Time Machine Sound Design
“Time Machine” by Art Beresheim
This was a project for Synthesis and Sound Design class where I had to create a mechanical item that didn’t exist. I chose to make a time machine. My idea for this time machine was to combine the Millennium Falcon from Star Wars with the TARDIS from Doctor Who. I wanted my time machine to kind of look like the inside of the TARDIS, having a big centralized pillar where the controls and the entire engine are working together to transport us through space and time. Here are a couple sketches I drew of how my machine looked in my head. I wanted to add in the sense that it was a piece of junk and that it was very temperamental like the Millennium Falcon was in Star Wars. I specifically incorporated that within my piece, on start up the machine starts to die and it gets hit with a hammer to make it run properly.

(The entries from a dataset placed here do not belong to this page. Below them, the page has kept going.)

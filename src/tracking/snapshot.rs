//! The per-frame unit handed over by the tracking producer.

use glam::Mat4;

use super::TrackedEntity;

/// One frame's worth of tracking output.
///
/// The projection matrix rides with the frame because the tracking engine
/// recomputes it from the camera every capture tick.
#[derive(Debug, Clone)]
pub struct FrameSnapshot {
    pub projection: Mat4,
    pub entities: Vec<TrackedEntity>,
}

impl FrameSnapshot {
    /// A frame with no tracked entities and an identity projection.
    pub fn empty() -> Self {
        Self {
            projection: Mat4::IDENTITY,
            entities: Vec::new(),
        }
    }
}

For the sounds I used a combination of sounds I recorded as well as sounds I created using Propellor Head Reason. I got a lot of my sounds from my car. I used a field recorder and started my car and opened the hood. I put a small diaphragm condenser mic close to moving parts of my engine. Sounds of my belt, fan and exhaust pipe made up for a lot of my sounds of the machine. I wanted my machine to have that mechanical quality of repetition. I work in the equipment cage which rents out all of the equipment for the students, so I went there to find sounds. In the cage there is a big tool box which I opened and closed at slow repetitions. This got a good sound of loose stuff moving around inside of the metal tool box which made it sound like a hunk of junk. The hammer hit was also recorded by hitting the side of this big tool box. I also recorded batteries being tossed around in a plastic jar and pen caps in a glass cup to add a low end to the junk sound since the tool box had more of a high end metallic sound. I recorded a pencil held lightly against a fan to get a oscillating sound perfect for an engine. Other sounds I used were opening and closing scissors, peeling tape, and a saw cutting a piece of plastic. These all got high mid sounds that I lightly mixed in to really fill out the stereo field. Finally I recorded a speaker that I didn’t plug into a source. Instead I held the unbalanced TS cable and touched it to metal objects to get that electronic noise sound.

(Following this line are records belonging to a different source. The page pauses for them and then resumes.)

//! Per-frame orchestration.
//!
//! The coordinator owns the overlay layers in their fixed z-order and the
//! cross-thread queues feeding the render loop. The session gate (skip
//! the whole tick unless the session is resumed) sits above it in the
//! engine facade, checked once at the top of each tick.

use crate::input::{GestureEvent, GestureQueue, GestureSender};
use crate::render::layer::{OverlayLayer, RenderContext};
use crate::session::{NoticeChannel, NoticeSender, StatusSink};
use crate::tracking::FrameSnapshot;

/// External collaborator performing hit-testing and object placement for
/// gestures, against the frame they will be applied to.
pub trait InteractionHandler {
    fn on_gesture(&mut self, event: &GestureEvent, frame: Option<&FrameSnapshot>);
}

/// Drains the queues and fans the frame out to the overlay layers, once
/// per render tick.
pub struct FrameCoordinator {
    /// Fixed draw order: backdrop, then world overlays, then
    /// skeleton/hand overlays; later layers blend over earlier ones.
    layers: Vec<Box<dyn OverlayLayer>>,
    gestures: GestureQueue,
    notices: NoticeChannel,
    interaction: Option<Box<dyn InteractionHandler>>,
    status: Option<Box<dyn StatusSink>>,
}

impl FrameCoordinator {
    pub fn new(gesture_capacity: usize) -> Self {
        Self {
            layers: Vec::new(),
            gestures: GestureQueue::new(gesture_capacity),
            notices: NoticeChannel::new(),
            interaction: None,
            status: None,
        }
    }

    /// Install the overlay layers, replacing any previous set. Called
    /// when the surface is (re)created, render thread only.
    pub fn set_layers(&mut self, layers: Vec<Box<dyn OverlayLayer>>) {
        self.layers = layers;
    }

    pub fn gesture_sender(&self) -> GestureSender {
        self.gestures.sender()
    }

    pub fn notice_sender(&self) -> NoticeSender {
        self.notices.sender()
    }

    pub fn set_interaction_handler(&mut self, handler: Box<dyn InteractionHandler>) {
        self.interaction = Some(handler);
    }

    pub fn set_status_sink(&mut self, sink: Box<dyn StatusSink>) {
        self.status = Some(sink);
    }

    /// First half of a tick: drain the queues, then run every layer's
    /// uploads. The caller has already checked the session gate.
    pub fn prepare(&mut self, ctx: &RenderContext<'_>, frame: Option<&FrameSnapshot>) {
        self.dispatch_input(frame);
        for layer in &mut self.layers {
            if let Err(err) = layer.prepare(ctx, frame) {
                // Scoped to the failing layer; the others keep drawing.
                log::error!("[FrameCoordinator::prepare] overlay layer disabled: {}", err);
            }
        }
    }

    /// Deliver queued gestures and service notices to their handlers.
    /// Events are consumed exactly once, in the order they were produced;
    /// events drained with no handler installed are dropped. Render
    /// thread only.
    fn dispatch_input(&mut self, frame: Option<&FrameSnapshot>) {
        for event in self.gestures.drain() {
            match self.interaction.as_mut() {
                Some(handler) => handler.on_gesture(&event, frame),
                None => log::debug!(
                    "[FrameCoordinator::dispatch_input] no interaction handler, dropped {:?}",
                    event
                ),
            }
        }
        for notice in self.notices.drain() {
            if let Some(sink) = self.status.as_mut() {
                sink.on_notice(&notice);
            }
        }
    }

    /// Second half of a tick: draw every layer in z-order.
    pub fn render<'p>(&'p self, pass: &mut wgpu::RenderPass<'p>) {
        for layer in &self.layers {
            layer.render(pass);
        }
    }
}

#[cfg(test)]
mod tests {
    use super::*;
    use crate::constants::GESTURE_QUEUE_CAPACITY;
    use crate::session::ServiceNotice;
    use std::cell::RefCell;
    use std::rc::Rc;

    struct RecordingHandler {
        seen: Rc<RefCell<Vec<(GestureEvent, bool)>>>,
    }

    impl InteractionHandler for RecordingHandler {
        fn on_gesture(&mut self, event: &GestureEvent, frame: Option<&FrameSnapshot>) {
            self.seen.borrow_mut().push((*event, frame.is_some()));
        }
    }

    struct RecordingSink {
        seen: Rc<RefCell<Vec<ServiceNotice>>>,
    }

    impl StatusSink for RecordingSink {
        fn on_notice(&mut self, notice: &ServiceNotice) {
            self.seen.borrow_mut().push(notice.clone());
        }
    }

    #[test]
    fn gestures_reach_the_handler_in_order_with_the_frame() {
        let mut coordinator = FrameCoordinator::new(GESTURE_QUEUE_CAPACITY);
        let seen = Rc::new(RefCell::new(Vec::new()));
        coordinator.set_interaction_handler(Box::new(RecordingHandler {
            seen: Rc::clone(&seen),
        }));

        let sender = coordinator.gesture_sender();
        assert!(sender.offer(GestureEvent::Down { x: 5.0, y: 6.0 }));
        assert!(sender.offer(GestureEvent::SingleTapUp { x: 5.0, y: 6.0 }));

        let frame = FrameSnapshot::empty();
        coordinator.dispatch_input(Some(&frame));

        assert_eq!(
            *seen.borrow(),
            vec![
                (GestureEvent::Down { x: 5.0, y: 6.0 }, true),
                (GestureEvent::SingleTapUp { x: 5.0, y: 6.0 }, true),
            ]
        );

        // Consumed exactly once: a second dispatch sees nothing.
        coordinator.dispatch_input(Some(&frame));
        assert_eq!(seen.borrow().len(), 2);
    }

    #[test]
    fn notices_are_forwarded_to_the_status_sink() {
        let mut coordinator = FrameCoordinator::new(GESTURE_QUEUE_CAPACITY);
        let seen = Rc::new(RefCell::new(Vec::new()));
        coordinator.set_status_sink(Box::new(RecordingSink {
            seen: Rc::clone(&seen),
        }));

        coordinator
            .notice_sender()
            .send(ServiceNotice::Progress(75));
        coordinator.dispatch_input(None);

        assert_eq!(*seen.borrow(), vec![ServiceNotice::Progress(75)]);
    }

    #[test]
    fn events_without_a_handler_are_consumed() {
        let mut coordinator = FrameCoordinator::new(GESTURE_QUEUE_CAPACITY);
        let sender = coordinator.gesture_sender();
        assert!(sender.offer(GestureEvent::Down { x: 0.0, y: 0.0 }));

        coordinator.dispatch_input(None);

        // The queue is empty again even though nobody handled the event.
        let seen = Rc::new(RefCell::new(Vec::new()));
        coordinator.set_interaction_handler(Box::new(RecordingHandler {
            seen: Rc::clone(&seen),
        }));
        coordinator.dispatch_input(None);
        assert!(seen.borrow().is_empty());
    }
}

Mixing the machine was a fun challenge. First I panned each sound to its own place in the stereo field, followed by creating a solid mix of the machine. Then I used mix busses to send certain tracks to reverb aux tracks. The next part was tricky. I needed the machine to sound like it was slowing down in the beginning and then speed back up to operating speed after the mallet hit. I tried bouncing the mix down and then importing it into Reason as a sample. I played it and then using the pitch wheel on the midi controller to pitch the sample down at my incremental will. This would have worked except for some reason the sample was not played back at the same volume as I exported it. This was a problem because I still had to mix this slowdown tracks with other reason tracks. So I ended up having to cut up the final bounce within protools and incrementally time stretch it to make it sound like it is slowing down. Finally because it was a piece of junk I wanted the track to sound like the listener was person moving and operating the machine. So I wanted to have my track be like the operator was putting his ear next to the machine to make sure it was operating correctly before he took off. I did this by picking one sound I liked and then panning that center and then panning everything else to hard left and right to make that sound pop out as if your ear was focusing on one sound.
The picture above was made for my project in Photoshop by Erich Buttstadt.